The Shock of the Fall by Nathan Filer


What begins as the story of a lost boy turns into a story of a brave man yearning to understand what happened that night, in the years since, and to his very person.
While on vacation with their parents, Matthew Homes and his older brother snuck out in the middle of the night. Only Matthew came home safely. Ten years later, Matthew tells us, he has found a way to bring his brother back.


This is a devastating novel. I’ve come away with strange feelings of melancholy, grief, and hope. 

Matthew writes the story of his life to date. His brother, Simon, died some years before, when both of them are young boys. The cause of Simon’s death isn’t fully explored until later in the novel, but remains as a lingering shadow over Matthew, his family, and his words themselves.

The plot details Matthew’s struggles with schizophrenia (“a disease with the shape and sound of a snake”), and Filer shows us how this affects him. It reminded me very much of Haddon’s Curious Incident and Russell’s Wrong Boy, in that I was devoted to the storyteller and his attempts to battle through what he’s been given.

Written mostly in a stream of consciousness style, we’re able to relate and sympathise with Matthew’s feelings of hopelessness, blame, and misunderstanding. Matthew will tell his story sporadically, dashing off on tangents to explain something which happened in the past, adding in additional descriptive commentary when he feels there’s something we should know. It’s exactly like hearing a story from someone’s mouth. Filer uses different fonts and pictures throughout to really instil the various problems of mental illness in the reader’s mind.

Filer subtly hints at the flaws within mental health institutions, and depicts the horror within from Matthew’s point of view. Patients (or service users) experience a controlled, regimented lifestyle peppered with consequences should they choose to behave or react in a certain way. It’s really, really bleak and heartbreaking to see people treated as less than people purely due to an illness.

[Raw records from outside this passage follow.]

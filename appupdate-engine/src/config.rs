//! Update configuration
//!
//! Usually embedded in the agent configuration under the `updates` section.

use std::path::PathBuf;

use serde::{Deserialize, Serialize};

/// Channels an application can follow
pub const CHANNELS: &[&str] = &["release", "beta", "nightly", "esr"];

/// Update engine configuration
#[derive(Debug, Clone, PartialEq, Eq, Serialize, Deserialize)]
#[serde(default)]
pub struct UpdateConfig {
    /// Whether updates are enabled
    pub enabled: bool,

    /// Set by test harnesses to keep the engine from touching disk
    pub disabled_for_testing: bool,

    /// Update channel (release, beta, nightly, esr)
    pub channel: String,

    /// Root holding the status marker, metadata document and patch directories
    pub update_dir: PathBuf,

    /// Whether `stage` is allowed
    pub staging_enabled: bool,

    /// Whether updates go through the privileged service helper
    pub use_service: bool,

    /// Download attempts before the scheduler should give up
    pub max_download_attempts: u32,

    /// Finished updates kept in history
    pub history_limit: usize,
}

fn default_update_dir() -> PathBuf {
    PathBuf::from("/var/lib/appupdate")
}

impl Default for UpdateConfig {
    fn default() -> Self {
        Self {
            enabled: true,
            disabled_for_testing: false,
            channel: "release".to_string(),
            update_dir: default_update_dir(),
            staging_enabled: true,
            use_service: false,
            max_download_attempts: 2,
            history_limit: 10,
        }
    }
}

impl UpdateConfig {
    /// Configuration rooted at `update_dir`, everything else default.
    pub fn with_update_dir(update_dir: impl Into<PathBuf>) -> Self {
        Self {
            update_dir: update_dir.into(),
            ..Default::default()
        }
    }

    /// Validate configuration
    pub fn validate(&self) -> std::result::Result<(), String> {
        if self.update_dir.as_os_str().is_empty() {
            return Err("Update directory cannot be empty".to_string());
        }

        if !CHANNELS.contains(&self.channel.as_str()) {
            return Err(format!(
                "Invalid channel '{}'. Must be one of {}",
                self.channel,
                CHANNELS.join(", ")
            ));
        }

        if self.max_download_attempts == 0 {
            return Err("max_download_attempts must be at least 1".to_string());
        }

        Ok(())
    }

    /// Whether reconciliation and the state machine run at all.
    pub fn is_active(&self) -> bool {
        self.enabled && !self.disabled_for_testing
    }
}

#[cfg(test)]
mod tests {
    use super::*;

    #[test]
    fn test_config_validation() {
        let mut config = UpdateConfig::default();
        assert!(config.validate().is_ok());

        config.channel = "stable".to_string();
        assert!(config.validate().is_err());

        config.channel = "esr".to_string();
        config.max_download_attempts = 0;
        assert!(config.validate().is_err());

        config.max_download_attempts = 1;
        config.update_dir = PathBuf::new();
        assert!(config.validate().is_err());
    }

    #[test]
    fn test_is_active() {
        let mut config = UpdateConfig::default();
        assert!(config.is_active());

        config.disabled_for_testing = true;
        assert!(!config.is_active());

        config.disabled_for_testing = false;
        config.enabled = false;
        assert!(!config.is_active());
    }
}
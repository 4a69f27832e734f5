//! Error types for the update engine.
//!
//! Corrupt and inconsistent on-disk state is never reported through these
//! types; the store and the reconciler recover from it locally. What remains
//! are refused operations and write failures.

use std::fmt;

use thiserror::Error;

use crate::status::AppUpdateState;

/// Numeric failure code persisted as `failed:<code>` and reported by collaborators.
pub type FailureCode = i32;

/// Errors returned by the update engine.
#[derive(Error, Debug)]
pub enum UpdateError {
    /// Filesystem operation failed while persisting state.
    #[error("I/O error: {0}")]
    Io(#[from] std::io::Error),

    /// The metadata document could not be serialized.
    #[error("Metadata serialization failed: {0}")]
    Metadata(#[from] serde_json::Error),

    /// The requested operation is not valid in the current state.
    #[error("Cannot {operation} while {from}")]
    InvalidTransition {
        from: AppUpdateState,
        operation: &'static str,
    },

    /// Staging and applying cannot be cancelled once started.
    #[error("Update is being applied and cannot be interrupted")]
    NotInterruptible,

    /// No ready update exists.
    #[error("No ready update")]
    NoReadyUpdate,

    /// No download is in progress.
    #[error("No download in progress")]
    NoDownload,

    /// A staged update is waiting for restart.
    #[error("A staged update is waiting for restart")]
    StagedUpdatePending,

    /// Staging was requested but is disabled by configuration.
    #[error("Staging is disabled")]
    StagingDisabled,

    /// The update engine is disabled by configuration.
    #[error("Updates are disabled")]
    Disabled,

    /// An offered update is not newer than the ready one.
    #[error("Offered update {offered} is not newer than ready update {ready}")]
    NotNewer { ready: String, offered: String },

    /// The ready patch file is missing on disk.
    #[error("Patch file for the ready update is missing")]
    MissingMar,

    /// A background operation reported back after being superseded.
    #[error("Operation was superseded")]
    StaleOperation,

    /// An offered update cannot be downloaded as described.
    #[error("Invalid update descriptor: {0}")]
    InvalidDescriptor(String),

    /// Invalid configuration.
    #[error("Invalid configuration: {0}")]
    Config(String),

    /// The state machine was dropped while a caller was waiting on it.
    #[error("Update manager shut down")]
    ShutDown,
}

/// Result type alias for update engine operations.
pub type Result<T> = std::result::Result<T, UpdateError>;

// ============================================================================
// Failure Codes
// ============================================================================

/// Failure codes written into `failed:<code>` and carried by `DownloadFailed`.
pub mod codes {
    use super::FailureCode;

    // Download failures (1-99)
    pub const NETWORK_ERROR: FailureCode = 1;
    pub const HTTP_ERROR: FailureCode = 2;
    pub const WRITE_ERROR: FailureCode = 7;
    pub const CHECKSUM_MISMATCH: FailureCode = 11;
    pub const SIZE_MISMATCH: FailureCode = 12;

    // Apply failures (100-199)
    pub const UPDATER_LAUNCH_FAILED: FailureCode = 100;
    pub const UPDATER_EXIT_FAILURE: FailureCode = 101;
    pub const MAR_MISSING: FailureCode = 102;
    pub const APPLY_INTERRUPTED: FailureCode = 103;

    /// Human-readable name of a failure code, for logs and UI surfaces.
    pub fn name(code: FailureCode) -> &'static str {
        match code {
            NETWORK_ERROR => "NETWORK_ERROR",
            HTTP_ERROR => "HTTP_ERROR",
            WRITE_ERROR => "WRITE_ERROR",
            CHECKSUM_MISMATCH => "CHECKSUM_MISMATCH",
            SIZE_MISMATCH => "SIZE_MISMATCH",
            UPDATER_LAUNCH_FAILED => "UPDATER_LAUNCH_FAILED",
            UPDATER_EXIT_FAILURE => "UPDATER_EXIT_FAILURE",
            MAR_MISSING => "MAR_MISSING",
            APPLY_INTERRUPTED => "APPLY_INTERRUPTED",
            _ => "UNKNOWN_FAILURE",
        }
    }
}

/// Failure reported by an external collaborator (downloader or applier).
#[derive(Debug, Clone, PartialEq, Eq)]
pub struct OperationFailure {
    /// Failure code persisted with the outcome
    pub code: FailureCode,
    /// Detail for logs
    pub message: String,
}

impl OperationFailure {
    pub fn new(code: FailureCode, message: impl Into<String>) -> Self {
        Self {
            code,
            message: message.into(),
        }
    }
}

impl fmt::Display for OperationFailure {
    fn fmt(&self, f: &mut fmt::Formatter<'_>) -> fmt::Result {
        write!(f, "{} ({}): {}", codes::name(self.code), self.code, self.message)
    }
}

impl std::error::Error for OperationFailure {}

#[cfg(test)]
mod tests {
    use super::*;

    #[test]
    fn test_failure_display() {
        let failure = OperationFailure::new(codes::CHECKSUM_MISMATCH, "expected abc, got def");
        assert_eq!(
            failure.to_string(),
            "CHECKSUM_MISMATCH (11): expected abc, got def"
        );
    }

    #[test]
    fn test_unknown_code_name() {
        assert_eq!(codes::name(4242), "UNKNOWN_FAILURE");
    }

    #[test]
    fn test_invalid_transition_message() {
        let err = UpdateError::InvalidTransition {
            from: AppUpdateState::Swap,
            operation: "start a download",
        };
        assert_eq!(err.to_string(), "Cannot start a download while swap");
    }
}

I’m finding it difficult to convey exactly why I loved this novel so much. I wanted to write an excellent review, but I can’t seem to find the words - I usually find it’s the best novels which don’t allow me to put my feelings into work. But, to the best of my ability, it’s Matthew’s words, it’s the way in which they’re presented, it’s his family, his pain, his guilt. Everything feels so real, so real, so honest. It truly is a beautiful work.